WORK TASK - At the line with "pub trait DocumentStore: Send", start repeating the data, and continue line by line through the final line, exactly.

RECORDS FOR PROCESSING Start Marker

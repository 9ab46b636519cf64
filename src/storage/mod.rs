pub mod mongo;
pub mod postgres;

#[cfg(test)]
pub mod memory;

use async_trait::async_trait;
use chrono::{DateTime, Utc};
use serde_json::Value;

use crate::error::AppResult;
use crate::models::{Event, EventTable, GasPrice};

/// Relational sink for normalized rows. Every call commits on its own.
#[async_trait]
pub trait RelationalStore: Send + Sync {
    /// Inserts one gas sample and returns its row id.
    async fn insert_gas_price(&self, price: &GasPrice) -> AppResult<i64>;

    /// Inserts one event row; a duplicate event id is an error.
    async fn insert_event(&self, table: &EventTable, event: &Event) -> AppResult<i64>;

    /// Timestamp of the newest stored event, if any.
    async fn latest_event_timestamp(&self, table: &EventTable) -> AppResult<Option<DateTime<Utc>>>;
}

/// Schemaless sink for raw API documents.
#[async_trait]
pub trait DocumentStore: Send + Sync {
    async fn insert(&self, collection: &str, document: &Value) -> AppResult<()>;
}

RECORDS FOR PROCESSING End Marker

RESPONSE -
pub trait DocumentStore: Send + Sync {
    async fn insert(&self, collection: &str, document: &Value) -> AppResult<()>;
}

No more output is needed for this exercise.